WHAT IS EXPECTED —
The lines from the first line of the entries through the line containing "pub struct KindSpec" are to be repeated exactly, with both of those lines included.
*-*-*
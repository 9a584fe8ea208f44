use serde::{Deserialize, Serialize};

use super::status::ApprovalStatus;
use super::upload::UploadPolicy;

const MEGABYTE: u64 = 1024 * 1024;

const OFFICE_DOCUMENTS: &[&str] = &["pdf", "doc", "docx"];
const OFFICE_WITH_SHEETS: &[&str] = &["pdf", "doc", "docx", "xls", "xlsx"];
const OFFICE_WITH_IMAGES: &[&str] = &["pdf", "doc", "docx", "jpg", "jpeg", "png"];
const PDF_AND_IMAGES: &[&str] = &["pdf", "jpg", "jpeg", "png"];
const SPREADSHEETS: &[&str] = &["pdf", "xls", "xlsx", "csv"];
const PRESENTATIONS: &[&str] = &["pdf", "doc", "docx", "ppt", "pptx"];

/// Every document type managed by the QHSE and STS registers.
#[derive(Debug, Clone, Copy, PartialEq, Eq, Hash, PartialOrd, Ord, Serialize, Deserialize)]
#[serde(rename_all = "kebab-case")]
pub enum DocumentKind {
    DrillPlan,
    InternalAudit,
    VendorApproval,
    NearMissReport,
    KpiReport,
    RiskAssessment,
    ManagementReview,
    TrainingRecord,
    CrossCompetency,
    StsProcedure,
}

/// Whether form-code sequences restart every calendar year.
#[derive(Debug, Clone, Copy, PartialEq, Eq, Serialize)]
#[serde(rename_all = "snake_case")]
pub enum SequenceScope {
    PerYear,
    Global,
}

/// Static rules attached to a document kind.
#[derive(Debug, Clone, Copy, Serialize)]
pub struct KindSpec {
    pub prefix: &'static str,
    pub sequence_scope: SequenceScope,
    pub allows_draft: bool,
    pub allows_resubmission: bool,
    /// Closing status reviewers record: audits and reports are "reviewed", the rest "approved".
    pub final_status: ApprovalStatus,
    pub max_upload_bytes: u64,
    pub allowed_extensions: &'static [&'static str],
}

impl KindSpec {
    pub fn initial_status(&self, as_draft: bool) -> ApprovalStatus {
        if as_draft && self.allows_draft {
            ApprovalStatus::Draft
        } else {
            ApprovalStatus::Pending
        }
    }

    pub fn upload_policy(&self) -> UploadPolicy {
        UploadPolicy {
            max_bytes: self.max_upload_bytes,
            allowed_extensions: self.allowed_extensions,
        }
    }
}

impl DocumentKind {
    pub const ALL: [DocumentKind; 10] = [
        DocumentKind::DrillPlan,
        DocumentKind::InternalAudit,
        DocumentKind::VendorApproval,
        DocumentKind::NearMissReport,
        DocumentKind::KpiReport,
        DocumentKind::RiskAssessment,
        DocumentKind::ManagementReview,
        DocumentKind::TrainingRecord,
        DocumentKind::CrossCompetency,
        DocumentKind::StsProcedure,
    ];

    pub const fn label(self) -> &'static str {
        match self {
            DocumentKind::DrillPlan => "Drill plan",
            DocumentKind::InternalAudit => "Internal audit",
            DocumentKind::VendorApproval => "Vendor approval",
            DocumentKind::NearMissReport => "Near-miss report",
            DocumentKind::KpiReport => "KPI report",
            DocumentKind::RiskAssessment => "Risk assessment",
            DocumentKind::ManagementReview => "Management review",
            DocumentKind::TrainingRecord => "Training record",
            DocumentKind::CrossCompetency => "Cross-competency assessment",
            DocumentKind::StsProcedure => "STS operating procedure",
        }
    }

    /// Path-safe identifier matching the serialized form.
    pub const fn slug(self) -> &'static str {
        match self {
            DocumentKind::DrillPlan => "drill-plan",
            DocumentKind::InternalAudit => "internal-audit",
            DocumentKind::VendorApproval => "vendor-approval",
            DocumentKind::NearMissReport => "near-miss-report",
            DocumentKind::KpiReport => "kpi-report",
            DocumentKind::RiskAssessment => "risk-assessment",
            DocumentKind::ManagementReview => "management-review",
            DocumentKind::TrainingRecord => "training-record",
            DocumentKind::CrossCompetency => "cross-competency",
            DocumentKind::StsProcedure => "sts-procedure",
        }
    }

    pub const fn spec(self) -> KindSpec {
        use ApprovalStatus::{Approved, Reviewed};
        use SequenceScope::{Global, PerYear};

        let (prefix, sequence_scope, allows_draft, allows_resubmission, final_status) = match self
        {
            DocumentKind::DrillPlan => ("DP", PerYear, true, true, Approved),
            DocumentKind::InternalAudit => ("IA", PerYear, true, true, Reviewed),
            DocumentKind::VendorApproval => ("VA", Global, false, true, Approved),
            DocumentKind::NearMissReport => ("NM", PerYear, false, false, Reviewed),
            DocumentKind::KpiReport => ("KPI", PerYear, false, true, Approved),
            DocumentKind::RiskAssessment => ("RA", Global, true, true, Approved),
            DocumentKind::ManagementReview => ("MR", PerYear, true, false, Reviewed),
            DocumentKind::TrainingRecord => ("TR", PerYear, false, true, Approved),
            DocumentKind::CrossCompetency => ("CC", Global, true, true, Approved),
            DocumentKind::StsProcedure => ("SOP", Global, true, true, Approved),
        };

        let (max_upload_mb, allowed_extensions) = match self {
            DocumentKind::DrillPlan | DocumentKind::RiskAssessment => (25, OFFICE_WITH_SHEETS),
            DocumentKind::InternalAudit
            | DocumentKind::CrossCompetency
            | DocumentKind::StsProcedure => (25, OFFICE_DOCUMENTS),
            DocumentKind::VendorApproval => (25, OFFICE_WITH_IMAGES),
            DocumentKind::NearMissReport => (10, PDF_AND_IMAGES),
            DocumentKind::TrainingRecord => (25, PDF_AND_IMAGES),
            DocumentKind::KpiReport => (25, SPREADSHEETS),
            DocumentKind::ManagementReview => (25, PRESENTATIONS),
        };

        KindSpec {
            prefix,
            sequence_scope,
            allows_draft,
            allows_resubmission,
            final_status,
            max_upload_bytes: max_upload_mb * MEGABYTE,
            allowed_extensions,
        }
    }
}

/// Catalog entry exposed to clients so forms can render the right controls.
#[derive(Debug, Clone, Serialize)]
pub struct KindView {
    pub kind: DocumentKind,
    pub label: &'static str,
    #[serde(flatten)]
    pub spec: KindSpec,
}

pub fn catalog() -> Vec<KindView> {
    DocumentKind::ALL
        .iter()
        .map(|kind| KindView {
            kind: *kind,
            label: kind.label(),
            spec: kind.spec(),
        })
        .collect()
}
*-*-*
OUTPUT FOR THIS EXERCISE —
repository 9a584fe8ea208f44
use serde::{Deserialize, Serialize};

use super::status::ApprovalStatus;
use super::upload::UploadPolicy;

const MEGABYTE: u64 = 1024 * 1024;

const OFFICE_DOCUMENTS: &[&str] = &["pdf", "doc", "docx"];
const OFFICE_WITH_SHEETS: &[&str] = &["pdf", "doc", "docx", "xls", "xlsx"];
const OFFICE_WITH_IMAGES: &[&str] = &["pdf", "doc", "docx", "jpg", "jpeg", "png"];
const PDF_AND_IMAGES: &[&str] = &["pdf", "jpg", "jpeg", "png"];
const SPREADSHEETS: &[&str] = &["pdf", "xls", "xlsx", "csv"];
const PRESENTATIONS: &[&str] = &["pdf", "doc", "docx", "ppt", "pptx"];

/// Every document type managed by the QHSE and STS registers.
#[derive(Debug, Clone, Copy, PartialEq, Eq, Hash, PartialOrd, Ord, Serialize, Deserialize)]
#[serde(rename_all = "kebab-case")]
pub enum DocumentKind {
    DrillPlan,
    InternalAudit,
    VendorApproval,
    NearMissReport,
    KpiReport,
    RiskAssessment,
    ManagementReview,
    TrainingRecord,
    CrossCompetency,
    StsProcedure,
}

/// Whether form-code sequences restart every calendar year.
#[derive(Debug, Clone, Copy, PartialEq, Eq, Serialize)]
#[serde(rename_all = "snake_case")]
pub enum SequenceScope {
    PerYear,
    Global,
}

/// Static rules attached to a document kind.
#[derive(Debug, Clone, Copy, Serialize)]
pub struct KindSpec {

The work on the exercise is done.